### Your assignment
Lines that include the word "NoisyProfile" should be copied from the listing that follows.

### Available data
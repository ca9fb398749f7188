pub mod config;
pub mod error;
pub mod model;
pub mod output;
pub mod sweep;

#[cfg(feature = "simulation")]
pub mod simulation;

pub use config::SearchConfig;
pub use error::{Result, TunerError};
pub use model::{PeakRecord, PowerSample, SearchModel, SearchState, TuneCode};
pub use sweep::{ParametricSweep, dac_sweep, wavelength_sweep};
//! Fixed-width register value types.
//!
//! The hardware carries tune codes and power samples in 8-bit registers.
//! Both types wrap on overflow rather than saturating or trapping, matching
//! the register arithmetic exactly.

use std::fmt;

/// DAC tune code applied to the ring heater, 8 bits wide.
#[derive(Debug, Clone, Copy, Default, PartialEq, Eq, PartialOrd, Ord, Hash)]
pub struct TuneCode(u8);

impl TuneCode {
    /// Register width in bits
    pub const BITS: u32 = 8;
    /// Largest representable code
    pub const MAX: TuneCode = TuneCode(u8::MAX);

    pub const fn new(raw: u8) -> Self {
        Self(raw)
    }

    pub const fn raw(self) -> u8 {
        self.0
    }

    /// Modular addition at the register width.
    #[must_use]
    pub const fn wrapping_add(self, rhs: u8) -> Self {
        Self(self.0.wrapping_add(rhs))
    }
}

impl From<u8> for TuneCode {
    fn from(raw: u8) -> Self {
        Self(raw)
    }
}

impl From<TuneCode> for u8 {
    fn from(code: TuneCode) -> Self {
        code.0
    }
}

impl fmt::Display for TuneCode {
    fn fmt(&self, f: &mut fmt::Formatter<'_>) -> fmt::Result {
        write!(f, "{}", self.0)
    }
}

/// ADC readback of detected optical power, 8 bits wide.
#[derive(Debug, Clone, Copy, Default, PartialEq, Eq, PartialOrd, Ord, Hash)]
pub struct PowerSample(u8);

impl PowerSample {
    /// Register width in bits
    pub const BITS: u32 = 8;
    /// Largest representable sample
    pub const MAX: PowerSample = PowerSample(u8::MAX);

    pub const fn new(raw: u8) -> Self {
        Self(raw)
    }

    pub const fn raw(self) -> u8 {
        self.0
    }
}

impl From<u8> for PowerSample {
    fn from(raw: u8) -> Self {
        Self(raw)
    }
}

impl From<PowerSample> for u8 {
    fn from(sample: PowerSample) -> Self {
        sample.0
    }
}

impl fmt::Display for PowerSample {
    fn fmt(&self, f: &mut fmt::Formatter<'_>) -> fmt::Result {
        write!(f, "{}", self.0)
    }
}
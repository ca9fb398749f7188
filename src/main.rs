use anyhow::{Context, Result};
use clap::Parser;
use std::fs;
use std::path::{Path, PathBuf};

use ringtune::config::SearchConfig;
use ringtune::model::{PowerSample, SearchModel, SearchState};
use ringtune::output::{PeakReport, ReportFormat, create_formatter};

#[derive(Parser, Debug)]
#[command(name = "ringtune")]
#[command(about = "Replay captured power samples through the peak search golden model")]
struct Args {
    /// Power sample file to replay (one 8-bit readback per line, '#' comments)
    file: PathBuf,

    /// Search range (e.g., "0-255:2", "140-255")
    #[arg(short, long, default_value = "0-255:0")]
    range: SearchConfig,

    /// Output format
    #[arg(short = 'f', long, value_enum, default_value = "text")]
    format: ReportFormat,

    /// Increase output verbosity
    #[arg(short = 'v', long, action = clap::ArgAction::Count)]
    verbose: u8,
}

fn parse_samples(content: &str) -> Result<Vec<PowerSample>> {
    let mut samples = Vec::new();
    for (lineno, line) in content.lines().enumerate() {
        let data = line.split('#').next().unwrap_or("").trim();
        if data.is_empty() {
            continue;
        }
        let raw: u8 = data
            .parse()
            .with_context(|| format!("line {}: invalid power sample '{}'", lineno + 1, data))?;
        samples.push(PowerSample::new(raw));
    }
    Ok(samples)
}

fn load_samples(path: &Path) -> Result<Vec<PowerSample>> {
    let content = fs::read_to_string(path)
        .with_context(|| format!("Failed to read sample file: {}", path.display()))?;
    parse_samples(&content).with_context(|| format!("In {}", path.display()))
}

fn main() -> Result<()> {
    let args = Args::parse();

    let log_level = match args.verbose {
        0 => "warn",
        1 => "info",
        2 => "debug",
        _ => "trace",
    };
    env_logger::Builder::from_env(env_logger::Env::default().default_filter_or(log_level)).init();

    let samples = load_samples(&args.file)?;
    log::info!(
        "{}: {} samples, range {}",
        args.file.display(),
        samples.len(),
        args.range
    );

    let mut model = SearchModel::new();
    model.configure(args.range);
    model.start();

    let mut consumed = 0;
    for &sample in &samples {
        if model.state() != SearchState::Active {
            break;
        }
        model.step(sample);
        consumed += 1;
    }

    match model.state() {
        SearchState::Active => log::warn!(
            "samples exhausted after {} readbacks, sweep still at code {}",
            consumed,
            model.tune_code()
        ),
        state => log::debug!(
            "sweep {} after {} of {} samples",
            state,
            consumed,
            samples.len()
        ),
    }

    let formatter = create_formatter(args.format, args.verbose > 0);
    if let Some(header) = formatter.header() {
        println!("{}", header);
    }
    println!("{}", formatter.format(&PeakReport::from_model(&model)));

    Ok(())
}
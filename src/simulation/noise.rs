use rand::SeedableRng;
use rand_chacha::ChaCha8Rng;
use rand_distr::{Distribution, Normal};

use super::profile::PowerProfile;
use crate::model::{PowerSample, TuneCode};

/// Gaussian readout noise on the power samples.
#[derive(Clone, Debug, Default, serde::Deserialize)]
pub struct NoiseConfig {
    pub seed: Option<u64>,
    pub sigma: f64,
}

impl NoiseConfig {
    pub fn with_seed(mut self, seed: u64) -> Self {
        self.seed = Some(seed);
        self
    }

    pub fn with_sigma(mut self, sigma: f64) -> Self {
        self.sigma = sigma;
        self
    }
}

fn create_rng(seed: Option<u64>) -> ChaCha8Rng {
    match seed {
        Some(s) => ChaCha8Rng::seed_from_u64(s),
        None => rand::make_rng(),
    }
}

/// Wraps a profile with additive Gaussian noise on each readback,
/// saturated at the ADC rails rather than wrapped.
pub struct NoisyProfile<P> {
    inner: P,
    normal: Option<Normal<f64>>,
    rng: ChaCha8Rng,
}

impl<P: PowerProfile> NoisyProfile<P> {
    pub fn new(inner: P, config: &NoiseConfig) -> Self {
        let normal = (config.sigma > 0.0).then(|| Normal::new(0.0, config.sigma).unwrap());
        Self {
            inner,
            normal,
            rng: create_rng(config.seed),
        }
    }
}

impl<P: PowerProfile> PowerProfile for NoisyProfile<P> {
    fn power_at(&mut self, code: TuneCode) -> PowerSample {
        let clean = self.inner.power_at(code);
        match self.normal {
            Some(normal) => {
                let noisy = f64::from(clean.raw()) + normal.sample(&mut self.rng);
                PowerSample::new(noisy.round().clamp(0.0, 255.0) as u8)
            }
            None => clean,
        }
    }
}
// Output formatting utilities for CLI
use colored::*;
use serde::Serialize;
use tabled::{Table, Tabled};

use crate::types::OperationResult;

/// Output format for CLI commands
#[derive(Debug, Clone, Copy, PartialEq, Eq)]
pub enum OutputFormat {
    /// Human-readable table format
    Table,
    /// JSON format
    Json,
}

impl OutputFormat {
    /// Parse output format from string
    pub fn parse(s: &str) -> Self {
        match s.to_lowercase().as_str() {
            "json" => Self::Json,
            _ => Self::Table,
        }
    }
}

/// Print a list of data in the specified format
pub fn print_list<T>(data: &[T], format: OutputFormat) -> anyhow::Result<()>
where
    T: Tabled + Serialize,
{
    match format {
        OutputFormat::Table => {
            if data.is_empty() {
                println!("{}", "No items found".yellow());
            } else {
                let table = Table::new(data).to_string();
                println!("{}", table);
            }
        }
        OutputFormat::Json => {
            let json = serde_json::to_string_pretty(data)?;
            println!("{}", json);
        }
    }
    Ok(())
}

/// Human-readable form of an envelope message.
pub fn describe(result: &OperationResult) -> String {
    match &result.envelope().message {
        serde_json::Value::String(s) => s.clone(),
        other => other.to_string(),
    }
}

/// Print a gateway result: success in green, failure in red.
pub fn print_result(result: &OperationResult) {
    if result.is_info() {
        print_success(&describe(result));
        if let Some(info) = &result.envelope().info {
            print_info(&info.message.to_string());
        }
    } else {
        print_error(&format!("{} {}", result.envelope().status, describe(result)));
    }
}

/// Print a success message
pub fn print_success(message: &str) {
    println!("{} {}", "✓".green().bold(), message.green());
}

/// Print an error message
pub fn print_error(message: &str) {
    eprintln!("{} {}", "✗".red().bold(), message.red());
}

/// Print a warning message
pub fn print_warning(message: &str) {
    println!("{} {}", "⚠".yellow().bold(), message.yellow());
}

/// Print an info message
pub fn print_info(message: &str) {
    println!("{} {}", "ℹ".blue().bold(), message);
}

#[cfg(test)]
mod tests {
    use super::*;
    use crate::types::StatusCode;

    #[test]
    fn test_output_format_parse() {
        assert_eq!(OutputFormat::parse("JSON"), OutputFormat::Json);
        assert_eq!(OutputFormat::parse("table"), OutputFormat::Table);
        assert_eq!(OutputFormat::parse("other"), OutputFormat::Table);
    }

    #[test]
    fn test_describe_string_and_structured() {
        let text = OperationResult::error(StatusCode::CONFLICT, "Topic : \"t\" already exist.");
        assert_eq!(describe(&text), "Topic : \"t\" already exist.");

        let structured = OperationResult::info(StatusCode::OK, serde_json::json!(["a"]));
        assert_eq!(describe(&structured), r#"["a"]"#);
    }
}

### Answer space
pub struct NoisyProfile<P> {
impl<P: PowerProfile> NoisyProfile<P> {
impl<P: PowerProfile> PowerProfile for NoisyProfile<P> {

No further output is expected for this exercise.